I study the following equation:

f[x_] := (Exp[2*x] - Log[E + x])/(x^3 + Sin[x]*Cos[x])

Plot[f[x], {x, -10, 2}]

When I observe the plot of this function, It seems that there is no problem on 0. However, the denominator of the function can not be nul.

Indeed, if I solve the following equation, i see that the denominator can be nul at 0.

NSolve[(x^3 + Sin[x]*Cos[x]) == 0, x, Reals]

May you give ideas about my misunderstanding? Is it because of Mathematica or do I make stupid mathematical mistakes ?

Answer 1

With Version 10.x there is FunctionDomain:

fun = (Exp[2*x] - Log[E + x])/(x^3 + Sin[x]*Cos[x])
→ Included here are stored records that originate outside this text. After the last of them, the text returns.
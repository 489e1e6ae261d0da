//! Error definitions shared by directors, the limiter and the forwarding boundary.

use std::time::Duration;

use axum::http::StatusCode;
use thiserror::Error;

/// Boxed error used for transport failures we pass through untouched.
pub type BoxError = Box<dyn std::error::Error + Send + Sync>;

/// Errors raised while building or running the director pipeline.
#[derive(Debug, Error)]
pub enum ProxyError {
    /// Invalid setup (missing director, bad rate-limit parameters).
    /// Only ever produced at startup or registration time.
    #[error("construction error: {0}")]
    Construction(String),

    /// No route in the tree matched the request path.
    #[error("no route matches path {path}")]
    RouteNotFound { path: String },

    /// The request was cancelled without a more specific reason.
    #[error("request terminated")]
    Cancelled,

    /// Rate limiting was requested for a group that does not exist and the
    /// limiter is configured to deny such lookups.
    #[error("rate limit group {0} is not configured")]
    UnknownRateLimitGroup(String),

    /// A bearer token was required but the request carried none.
    #[error("missing bearer token")]
    MissingToken,

    /// The opaque token could not be exchanged for a signed one.
    #[error("token exchange failed: {0}")]
    TokenExchange(String),

    /// The upstream target could not be applied to the request URL.
    #[error("invalid upstream target: {0}")]
    InvalidTarget(String),

    /// The upstream call itself failed.
    #[error("upstream request failed: {0}")]
    Upstream(#[source] BoxError),

    /// The upstream did not answer in time.
    #[error("upstream timed out after {0:?}")]
    UpstreamTimeout(Duration),
}

/// Result type for proxy operations.
pub type ProxyResult<T> = Result<T, ProxyError>;

impl ProxyError {
    /// HTTP status used when this error terminates a request.
    pub fn status_code(&self) -> StatusCode {
        match self {
            ProxyError::RouteNotFound { .. } => StatusCode::NOT_FOUND,
            ProxyError::UnknownRateLimitGroup(_) => StatusCode::TOO_MANY_REQUESTS,
            ProxyError::MissingToken | ProxyError::TokenExchange(_) => StatusCode::UNAUTHORIZED,
            ProxyError::UpstreamTimeout(_) => StatusCode::GATEWAY_TIMEOUT,
            ProxyError::InvalidTarget(_) | ProxyError::Cancelled | ProxyError::Upstream(_) => {
                StatusCode::BAD_GATEWAY
            }
            ProxyError::Construction(_) => StatusCode::INTERNAL_SERVER_ERROR,
        }
    }

    /// Stable label for logs and metrics.
    pub fn kind(&self) -> &'static str {
        match self {
            ProxyError::Construction(_) => "construction",
            ProxyError::RouteNotFound { .. } => "route_not_found",
            ProxyError::Cancelled => "cancelled",
            ProxyError::UnknownRateLimitGroup(_) => "unknown_rate_limit_group",
            ProxyError::MissingToken => "missing_token",
            ProxyError::TokenExchange(_) => "token_exchange",
            ProxyError::InvalidTarget(_) => "invalid_target",
            ProxyError::Upstream(_) => "upstream",
            ProxyError::UpstreamTimeout(_) => "upstream_timeout",
        }
    }
}
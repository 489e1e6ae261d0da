//! Token collaborators used by directors.
//!
//! # Responsibilities
//! - Issue random correlation tokens
//! - Exchange long-lived public tokens for short-lived signed ones
//!
//! # Design Decisions
//! - Directors only see the traits; signing lives behind `TokenExchanger`
//! - The in-memory store pairs public tokens with pre-issued signed tokens
//!   and never touches key material itself

use async_trait::async_trait;
use dashmap::DashMap;
use rand::rngs::OsRng;
use rand::RngCore;
use thiserror::Error;

const TOKEN_CHARSET: &[u8] = b"1234567890qwertyuiopasdfghjklzxcvbnmQWERTYUIOPASDFGHJKLZXCVBNM";

/// Errors returned by token collaborators.
#[derive(Debug, Error)]
pub enum TokenError {
    #[error("entropy source failed: {0}")]
    Entropy(String),

    #[error("invalid token")]
    InvalidToken,
}

/// Source of random tokens.
pub trait TokenIssuer: Send + Sync {
    fn issue(&self, length: usize) -> Result<String, TokenError>;
}

/// Exchanges an opaque public token for a signed one.
#[async_trait]
pub trait TokenExchanger: Send + Sync {
    async fn exchange(&self, token: &str) -> Result<String, TokenError>;
}

/// Issues alphanumeric tokens from the operating system's CSPRNG.
#[derive(Debug, Clone, Copy, Default)]
pub struct RandomTokenIssuer;

impl TokenIssuer for RandomTokenIssuer {
    fn issue(&self, length: usize) -> Result<String, TokenError> {
        // Largest multiple of the charset size that fits in a byte; bytes at
        // or above it are discarded to keep the distribution uniform.
        let limit = (256 / TOKEN_CHARSET.len() * TOKEN_CHARSET.len()) as u8;
        let mut token = String::with_capacity(length);
        let mut buf = [0u8; 64];

        while token.len() < length {
            OsRng
                .try_fill_bytes(&mut buf)
                .map_err(|e| TokenError::Entropy(e.to_string()))?;
            for byte in buf.iter().filter(|b| **b < limit) {
                token.push(TOKEN_CHARSET[*byte as usize % TOKEN_CHARSET.len()] as char);
                if token.len() == length {
                    break;
                }
            }
        }
        Ok(token)
    }
}

/// In-process mapping of public tokens to signed tokens.
#[derive(Debug, Default)]
pub struct InMemoryTokenStore {
    tokens: DashMap<String, String>,
}

impl InMemoryTokenStore {
    pub fn new() -> Self {
        Self::default()
    }

    pub fn put(&self, public: impl Into<String>, signed: impl Into<String>) {
        self.tokens.insert(public.into(), signed.into());
    }

    pub fn get(&self, public: &str) -> Option<String> {
        self.tokens.get(public).map(|entry| entry.value().clone())
    }

    pub fn delete(&self, public: &str) -> bool {
        self.tokens.remove(public).is_some()
    }

    pub fn len(&self) -> usize {
        self.tokens.len()
    }

    pub fn is_empty(&self) -> bool {
        self.tokens.is_empty()
    }
}

impl<K: Into<String>, V: Into<String>> FromIterator<(K, V)> for InMemoryTokenStore {
    fn from_iter<I: IntoIterator<Item = (K, V)>>(iter: I) -> Self {
        let store = Self::new();
        for (public, signed) in iter {
            store.put(public, signed);
        }
        store
    }
}

#[async_trait]
impl TokenExchanger for InMemoryTokenStore {
    async fn exchange(&self, token: &str) -> Result<String, TokenError> {
        self.get(token).ok_or(TokenError::InvalidToken)
    }
}
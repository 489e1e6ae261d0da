//! Security subsystem.
//!
//! # Data Flow
//! ```text
//! Director chain:
//!     → token.rs (correlation tokens, bearer token exchange)
//!     → rate_limit.rs (per-group, per-identity token buckets)
//! Forwarding:
//!     → headers.rs (hop-by-hop stripping, X-Forwarded-For)
//! ```
//!
//! # Design Decisions
//! - Limiter state is process-local and advisory; nothing is persisted
//! - Cryptography stays behind the token traits

pub mod headers;
pub mod rate_limit;
pub mod token;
FunctionDomain[fun, x, Reals]

-E < x < 0 || x > 0

fun /. x :> 0

Indeterminate

`Table[{x, fun}, {x, -1, 1, 0.1}] // ListPlot

produces error messages and "skips" the point at x = 0

Plot[fun, {x, -1, 1}]

doesn't produce error messages since it "skips" the singularitiy at x = 0

Visualize the two discontinuities:

fun /. x :> -E // FullForm

DirectedInfinity[-1]

point = Table[{x, fun}, {x, -0.005, 0.005, 0.0001}] /. {__, {_, a_}, {_, Indeterminate}, {_, b_}, __} :> Point[{0, (a + b)/2}] // Quiet

Plot[Re@fun, {x, -E - 1, 1},
 Axes -> False,
 Epilog -> {Red, Dashed, Line[{{-E, 4}, {-E, -1}}], PointSize[0.02], point},
 Prolog -> {Inset["Directed Infinity at x = -E", {-2.3, 0.5}], 
   Inset["Indeterminate at x = 0", {0.4, 1.4}]},
 Frame -> True,
 GridLines -> Automatic,
 ImageSize -> Large,
 PlotRange -> Full]